Wow, Ruger blew up!

Colt Boom

I had a kaa boom with a Colt Delta Elite about 20 years back.

I was using PMC ammo mat an indoor range and with the first shot I felt a bee string-like feeling in my hand and my face was burning.

Apparently the fired round was triple charged. The slide locked (thankfully) and most of the gases were directed via the grip...blowing off both grips.

Colt acted immediately and replaced the gun.

I later discovered that the PMC ammo was known to have been manufactured incorrectly and was to be destroyed but was sold to a distributer instead.
 
I did this one two weeks ago today at a Cowboy Action match. Armi-Jager .38-40 - most likely a double charge of Clays, which would have been 53% over Hodgdon's max. After 45 years of reloading, I finally made a wall-hanger.

 
Something interesting here: you notice how these things aren't spitting metal back at the shooter?

From top to bottom: we know what happened with the bad batch of Redhawk barrels. The wrong lube was put on barrels on Friday, dried out by Monday, barrels got over-torqued.

The second is damned impressive. A bad round blew but NO pieces scattered. Very cool from a safety perspective.

In the third, we see a fairly typical Ruger blowup. The topstrap bends buts holds, cylinder cuts loose. Metal goes sideways, not straight back.

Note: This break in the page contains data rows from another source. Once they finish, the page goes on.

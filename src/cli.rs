//! CLI definition and parsing.
//! Defines Args and provides parse() for command-line handling.
//!
//! Notes:
//! - Folders are optional for clap so `--print-config`/`--init-config` work
//!   alone; the app reports a usage error when none are given.
//! - --debug is a shorthand for --log-level debug.

use clap::{Parser, ValueHint};
use std::ffi::OsString;
use std::time::Duration;

use crate::config::types::{Config, LogLevel};
use crate::fs_ops::ConflictPolicy;

/// Flatten folders into their parent directory.
/// CLI flags override config values (which are loaded from XML if present).
#[derive(Parser, Debug, Clone)]
#[command(
    author,
    version,
    about = "Move the contents of each folder into its parent, then remove the emptied folder"
)]
pub struct Args {
    /// Folders to flatten.
    #[arg(value_name = "FOLDER", value_hint = ValueHint::DirPath)]
    pub folders: Vec<OsString>,

    /// Enable debug logging (equivalent to `--log-level debug`).
    #[arg(
        short = 'd',
        long,
        help = "Enable debug logging (shorthand for --log-level debug)"
    )]
    pub debug: bool,

    /// Set log level. One of: quiet, normal, info, debug.
    #[arg(long, help = "Set log level: quiet, normal, info, debug")]
    pub log_level: Option<String>,

    /// Emit logs in structured JSON (includes timestamp, level, and structured fields).
    #[arg(long, help = "Emit logs in structured JSON")]
    pub json: bool,

    #[arg(long, help = "Report success too, not only failures")]
    pub success_popup: bool,

    /// What to do when an item with the same name already exists in the parent.
    #[arg(long = "conflict", value_name = "POLICY", help = "On name conflicts: ask, skip, replace, keep-both")]
    pub conflict: Option<ConflictPolicy>,

    #[arg(long, help = "Delete permanently instead of using the trash")]
    pub no_undo: bool,

    #[arg(long, value_name = "MS", help = "Wait this long for more folders before starting")]
    pub quiet_period_ms: Option<u64>,

    #[arg(long, value_name = "NAME", help = "Name of the instance that batches requests")]
    pub instance_name: Option<String>,

    #[arg(long, help = "Do not batch with other running instances")]
    pub standalone: bool,

    /// Dry-run: print the plan but do not modify the filesystem.
    #[arg(
        long,
        help = "Show what would be done, but do not modify files/directories"
    )]
    pub dry_run: bool,

    /// Print where unfolder will look for the config file (or UNFOLDER_CONFIG if set), then exit.
    #[arg(long, help = "Print the config file location used by unfolder and exit")]
    pub print_config: bool,

    #[arg(long, help = "Write a template config file to the default location and exit")]
    pub init_config: bool,
}

impl Args {
    /// Folder arguments with surrounding quotes removed, in order.
    pub fn sanitized_folders(&self) -> Vec<String> {
        self.folders
            .iter()
            .map(|f| Self::sanitize_str(&f.to_string_lossy()))
            .collect()
    }

    #[inline]
    fn sanitize_str(s: &str) -> String {
        // Shell and Explorer quoting can leave surrounding single/double quotes.
        let trimmed = s.trim();
        if trimmed.len() >= 2
            && ((trimmed.starts_with('"') && trimmed.ends_with('"'))
                || (trimmed.starts_with('\'') && trimmed.ends_with('\'')))
        {
            return trimmed[1..trimmed.len() - 1].to_string();
        }
        trimmed.trim_matches(|c| c == '\'' || c == '"').to_string()
    }

    /// Effective log level derived from flags.
    /// Precedence: --debug > --log-level value > None (use config default).
    pub fn effective_log_level(&self) -> Option<LogLevel> {
        if self.debug {
            return Some(LogLevel::Debug);
        }
        self.log_level.as_deref().and_then(LogLevel::parse)
    }

    /// Apply CLI overrides to a loaded Config (in-place). No-ops for unset flags.
    pub fn apply_overrides(&self, cfg: &mut Config) {
        if let Some(level) = self.effective_log_level() {
            cfg.log_level = level;
        }
        if self.success_popup {
            cfg.success_popup = true;
        }
        if let Some(policy) = self.conflict {
            cfg.conflict_policy = policy;
        }
        if self.no_undo {
            cfg.allow_undo = false;
        }
        if let Some(ms) = self.quiet_period_ms {
            cfg.quiet_period = Duration::from_millis(ms);
        }
        if let Some(name) = &self.instance_name {
            cfg.instance_name = name.clone();
        }
        if self.standalone {
            cfg.standalone = true;
        }
        if self.dry_run {
            cfg.dry_run = true;
        }
    }
}

pub fn parse() -> Args {
    Args::parse()
}
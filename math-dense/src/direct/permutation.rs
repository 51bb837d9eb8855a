//! Row permutations stored as permutation matrices
//!
//! Applying a permutation copies rows instead of multiplying: for output row `i`
//! the unit entry of permutation row `i` is searched in a column window that
//! shrinks from both ends as boundary columns get used.

use crate::context::MatrixContext;
use crate::dense::{Matrix, MatrixView, allocate_like};
use crate::error::{MatrixError, Result};
use crate::ops::expect_shape;
use crate::safe_output::{OverlapRule, SafeOutput};

/// A square matrix with exactly one unit entry in every row and column
#[derive(Debug)]
pub struct Permutation {
    matrix: Matrix,
}

impl Permutation {
    pub fn identity(n: usize) -> Result<Self> {
        Self::identity_in(n, &MatrixContext::default())
    }

    pub fn identity_in(n: usize, context: &MatrixContext) -> Result<Self> {
        Ok(Self {
            matrix: Matrix::identity_in(n, context)?,
        })
    }

    /// Wrap an existing matrix after checking it is a permutation
    pub fn from_matrix(matrix: Matrix) -> Result<Self> {
        let view = matrix.view();
        if !view.is_square() {
            return Err(view.context().report(MatrixError::InvalidDimensions {
                operand: "P",
                rows: view.rows(),
                cols: view.cols(),
            }));
        }
        let n = view.rows();
        let mut used = vec![false; n];
        for i in 0..n {
            let mut unit = None;
            for j in 0..n {
                let value = view.get(i, j);
                if value == 0.0 {
                    continue;
                }
                if value != 1.0 || unit.is_some() || used[j] {
                    return Err(view.context().report(MatrixError::Invalid {
                        operand: "P",
                        reason: "not a permutation matrix",
                    }));
                }
                unit = Some(j);
            }
            match unit {
                Some(j) => used[j] = true,
                None => {
                    return Err(view.context().report(MatrixError::Invalid {
                        operand: "P",
                        reason: "row without a unit entry",
                    }));
                }
            }
        }
        Ok(Self { matrix })
    }

    pub fn size(&self) -> usize {
        self.matrix.rows()
    }

    pub fn view(&self) -> MatrixView<'_> {
        self.matrix.view()
    }

    pub fn swap_rows(&self, a: usize, b: usize) {
        self.matrix.view().swap_rows(a, b);
    }

    /// Source row index feeding each output row
    ///
    /// Fails when the matrix was edited through [`Permutation::view`] into
    /// something that is no longer a permutation.
    pub fn indices(&self) -> Result<Vec<usize>> {
        let view = self.view();
        let n = self.size();
        let (mut lower, mut upper) = (0, n);
        let mut indices = Vec::with_capacity(n);
        for i in 0..n {
            let from = unit_column(&view, i, lower, upper)?;
            if from == lower {
                lower += 1;
            }
            if from + 1 == upper {
                upper -= 1;
            }
            indices.push(from);
        }
        Ok(indices)
    }

    /// `P x source` as a new matrix
    pub fn apply(&self, source: &MatrixView<'_>) -> Result<Matrix> {
        let out = allocate_like(source, source.context(), "PM")?;
        permute_into(&out.view(), source, &self.view())?;
        Ok(out)
    }

    pub fn apply_into(&self, out: &MatrixView<'_>, source: &MatrixView<'_>) -> Result<()> {
        permute_into(out, source, &self.view())
    }

    pub fn into_matrix(self) -> Matrix {
        self.matrix
    }
}

/// Column of the unit entry of `row`, searched within `lower..upper`
fn unit_column(
    permutation: &MatrixView<'_>,
    row: usize,
    lower: usize,
    upper: usize,
) -> Result<usize> {
    (lower..upper)
        .find(|&j| permutation.get(row, j) == 1.0)
        .ok_or_else(|| {
            permutation.context().report(MatrixError::Invalid {
                operand: "P",
                reason: "row without a unit entry",
            })
        })
}

/// Write `permutation x source` into `out`
pub fn permute_into(
    out: &MatrixView<'_>,
    source: &MatrixView<'_>,
    permutation: &MatrixView<'_>,
) -> Result<()> {
    let n = source.rows();
    expect_shape(permutation, "P", n, n)?;
    expect_shape(out, "PM", n, source.cols())?;

    let mut safe = SafeOutput::new(*out, "PM");
    safe.guard(source, "M", OverlapRule::Disjoint)?;
    safe.guard(permutation, "P", OverlapRule::Disjoint)?;
    let target = safe.target();

    let (mut lower, mut upper) = (0, n);
    for i in 0..n {
        let from = unit_column(permutation, i, lower, upper)?;
        for j in 0..source.cols() {
            target.set(i, j, source.get(from, j));
        }
        if from == lower {
            lower += 1;
        }
        if from + 1 == upper {
            upper -= 1;
        }
    }
    safe.commit();
    Ok(())
}
//! Residual-based iterative refinement of a computed solution

use super::solve::lu_solve_into;
use crate::config::RefineConfig;
use crate::dense::{Matrix, MatrixView, allocate_like};
use crate::error::{MatrixError, Result};
use crate::ops::{distance_into, expect_shape, matmul_into, sub_into};

/// Refinement result
#[derive(Debug, Clone, Copy, PartialEq)]
pub struct RefineSolution {
    /// Number of refinement steps taken
    pub iterations: usize,
    /// L1 norm of `A X - B` measured by the last step, `NaN` when no step ran
    pub residual: f64,
    /// Whether convergence was achieved
    pub converged: bool,
}

/// One refinement step: `X -= A^-1 (A X - B)`
///
/// `work` is scratch space shaped like `x`, allocated on first use and reusable
/// across calls. Returns the L1 norm of the residual measured before the
/// correction; zero leaves `x` untouched.
pub fn refine(
    work: &mut Option<Matrix>,
    x: &MatrixView<'_>,
    permutation: &MatrixView<'_>,
    lu: &MatrixView<'_>,
    a: &MatrixView<'_>,
    b: &MatrixView<'_>,
) -> Result<f64> {
    expect_shape(x, "X", a.cols(), b.cols())?;
    let scratch = match work.take() {
        Some(existing) => existing,
        None => allocate_like(x, x.context(), "work")?,
    };
    let step = {
        let w = scratch.view();
        expect_shape(&w, "work", x.rows(), x.cols())?;
        residual_step(&w, x, permutation, lu, a, b)
    };
    *work = Some(scratch);
    step
}

fn residual_step(
    w: &MatrixView<'_>,
    x: &MatrixView<'_>,
    permutation: &MatrixView<'_>,
    lu: &MatrixView<'_>,
    a: &MatrixView<'_>,
    b: &MatrixView<'_>,
) -> Result<f64> {
    matmul_into(w, a, x)?;
    let residual = distance_into(w, w, b)?;
    if residual == 0.0 {
        return Ok(0.0);
    }
    if !lu_solve_into(w, permutation, lu, w)?.is_solved() {
        return Err(lu.context().report(MatrixError::Invalid {
            operand: "LU",
            reason: "factors cannot solve the residual system",
        }));
    }
    sub_into(x, x, w)?;
    Ok(residual)
}

/// Repeat [`refine`] until the residual drops below `tolerance * |B|_1`
///
/// Stops early, unconverged, when a step fails to reduce the residual.
pub fn refine_until_converged(
    x: &MatrixView<'_>,
    permutation: &MatrixView<'_>,
    lu: &MatrixView<'_>,
    a: &MatrixView<'_>,
    b: &MatrixView<'_>,
    config: &RefineConfig,
) -> Result<RefineSolution> {
    let b_norm: f64 = b.to_vec().iter().map(|v| v.abs()).sum();
    let threshold = config.tolerance * b_norm;
    let mut work = None;
    let mut previous: Option<f64> = None;

    for iter in 0..config.max_iterations {
        let residual = refine(&mut work, x, permutation, lu, a, b)?;

        if config.print_interval > 0 && (iter + 1) % config.print_interval == 0 {
            log::info!("Refine iteration {}: residual = {:.6e}", iter + 1, residual);
        }

        if residual <= threshold {
            return Ok(RefineSolution {
                iterations: iter + 1,
                residual,
                converged: true,
            });
        }
        if previous.is_some_and(|last| residual >= last) {
            log::warn!("refinement stalled at residual {residual:.6e}");
            return Ok(RefineSolution {
                iterations: iter + 1,
                residual,
                converged: false,
            });
        }
        previous = Some(residual);
    }

    Ok(RefineSolution {
        iterations: config.max_iterations,
        residual: previous.unwrap_or(f64::NAN),
        converged: false,
    })
}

In the fourth it was worse but wow, it STILL won't throw metal backwards. Nice.

These pics are I presume in response to a blown-up S&W pic recently. Which lost it's entire topstrap which went God only knows where, possibly straight back. Not as cool.

You can blow anything up. Worst case, a Ruger is less likely to hurt you in doing so. These pictures aren't a condemnation of Ruger but rather a vindication of their metallurgy.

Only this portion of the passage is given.